Weihnachtsbotschaft

Christmette!

Nie wurden mir in so wenigen Stunden die Gegensätze im Verhalten der Menschen veranschaulicht, wie an einem Heiligen Abend in Köln. Da ich viele Jahre in in dieser Stadt lebte lag nichts näher, als gemeinsam mit der Familie den Tag, der für viele von uns auch einen Sinn außerhalb der christlichen Botschaft erfüllt, mit einer Mitternachtsmette im Dom ausklingen zu lassen.

Liegt bereits an gewöhnlichen Tagen ein Hauch von Mystik über dieser unglaublich schönen und in ihrer Größe beeindruckenden Kathedrale, so ist die Stimmung zu Weihnachten eine ganz besondere. Obwohl ich keiner Glaubensrichtung angehöre, anfänglich aus Unkenntnis auch mit der Liturgie fremdelte, wurde ich doch jedes Mal zu Weihnachten von dieser feierlichen Stimmung und der baulich fulminanten Ausstrahlung eingefangen. Bei den Messen überließ ich gern den Gläubigen das Gestühl für ihre Gebete, begab mich etwas in den Hintergrund und stand, der Predigt und den Gesängen andächtig lauschend, mit vielen anderen Menschen zwischen den mächtigen Säulen dieses Sakralbaus. Während besagter Mette, von der ich erzählen möchte, wanderte mein Blick durch die Reihen der Dombesucher, heftete sich mal an diesen und mal an jenen und schließlich an ein reiferes Paar, dass in warmen Pelzen verpackt im Dom- Gestühl seinen Platz eingenommen hatte. Sie fielen mir auf, weil ihr Äußeres optisch so gänzlich aus der Masse herausstach. Dann wandert der Blick in eine andere Richtung und fingt ein noch sehr junges Paar ein. Die Frau saß im Rollstuhl, der Mann stand hinter ihr. Seine Hände lagen auf ihren Schultern, vielleicht zum Schutz, zum Trost, oder einfach nur aus Liebe. Während des Gebetes rannen ihm Tränen über das Gesicht. Ich war sehr ergriffen, wünschte mir in diesem Moment, beide tröstend in den Arm zu nehmen. Gern hätte ich mich mit aufrichtigem Herzen ihren Gebeten und Bitten angeschlossen. Etwas später lenkte ich meine Aufmerksamkeit auf einen Mann, der sich durch die stehende Menschenmenge drängte. Er nahm in der Bankreihe neben der Frau mit dem imposanten Pelz Platz. Ein Obdachloser, der gerade noch vor Beginn der Mette vor der Tür der Kathedrale stand und bettelnd, nein, eher doch verschämt bittend, die Hand aufhielt. Von den einströmenden Massen aber auch von mir zuvor nur flüchtig beachtet, bekam er, vielleicht gerade wegen seiner Zurückhaltung, den einen oder anderen Euro zugesteckt. Nun also im Dom, falteten Armut und Reichtum auf der gleichen Bank nebeneinander sitzend die Hände zum Gebet. Ich überlegte, wie weit werden wohl die Wünsche und Hoffnungen dieser drei Menschen voneinander entfernt sein? Die Dame war bereits dich an ihren Mann herangerückt. Nicht etwa, um für den Zuspätkommenden Platz zu machen. Nein, ihr ging es sichtlich um eine deutliche Distanz.

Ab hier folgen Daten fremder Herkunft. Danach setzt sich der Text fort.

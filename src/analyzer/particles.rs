// WHY: Centralized Korean particle and honorific tables shared by entity, keyword and
// ending analysis so every stage strips the same suffix set

use std::collections::HashSet;

/// Grammatical particles that attach directly to the preceding noun
pub const PARTICLES: &[char] = &['은', '는', '이', '가', '을', '를', '의', '와', '과'];

/// Honorific and address suffixes attached to personal names
pub const HONORIFICS: &[char] = &['님', '씨', '군', '양'];

/// Suffix lookup for canonicalizing surface forms
#[derive(Debug, Clone)]
pub struct SuffixStripper {
    suffixes: HashSet<char>,
}

impl SuffixStripper {
    /// Stripper for bare particles only (keywords and the generic entity pass)
    pub fn particles() -> Self {
        Self {
            suffixes: PARTICLES.iter().copied().collect(),
        }
    }

    /// Stripper for particles plus honorifics (category-specific entity rules)
    pub fn particles_and_honorifics() -> Self {
        Self {
            suffixes: PARTICLES.iter().chain(HONORIFICS).copied().collect(),
        }
    }

    pub fn is_suffix(&self, ch: char) -> bool {
        self.suffixes.contains(&ch)
    }

    /// Remove every trailing suffix character, then surrounding whitespace
    pub fn strip<'a>(&self, surface: &'a str) -> &'a str {
        surface
            .trim()
            .trim_end_matches(|c: char| self.is_suffix(c))
            .trim()
    }
}

#[cfg(test)]
mod tests {
    use super::*;

    #[test]
    fn test_strips_trailing_particle() {
        let stripper = SuffixStripper::particles();
        assert_eq!(stripper.strip("철수는"), "철수");
        assert_eq!(stripper.strip("학교를 "), "학교");
        assert_eq!(stripper.strip("  바다와\n"), "바다");
    }

    #[test]
    fn test_only_tail_is_stripped() {
        let stripper = SuffixStripper::particles();
        // Leading particle-shaped syllables belong to the stem
        assert_eq!(stripper.strip("이순신은"), "이순신");
        assert_eq!(stripper.strip("가나다"), "가나다");
    }

    #[test]
    fn test_consecutive_suffixes_collapse() {
        let stripper = SuffixStripper::particles_and_honorifics();
        assert_eq!(stripper.strip("민수씨는"), "민수");
        assert_eq!(stripper.strip("선생님이"), "선생");
    }

    #[test]
    fn test_honorifics_ignored_by_particle_stripper() {
        let stripper = SuffixStripper::particles();
        assert_eq!(stripper.strip("민수씨"), "민수씨");
        assert!(!stripper.is_suffix('님'));
        assert!(SuffixStripper::particles_and_honorifics().is_suffix('님'));
    }

    #[test]
    fn test_all_suffix_input_becomes_empty() {
        let stripper = SuffixStripper::particles();
        assert_eq!(stripper.strip("이가"), "");
    }
}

Im Verlauf der Andacht hob sie häufiger ihre rechte Hand, betrachtete einen breiten und vermutlich kostspieligen Ring an ihrem Finger. Die Freude über dieses Schmuckstück war ihr deutlich anzusehen. Spiegelte sich doch in der opulenten Anzahl  funkelnder Steine die Festlichkeit der flackernden Altarkerzen dieser Nacht. Vielleicht war der Ring sogar ein erfüllter sehnlichster Wunsch, der noch wenige Stunden zuvor unter ihrem geschmückten Weihnachtsbaum lag.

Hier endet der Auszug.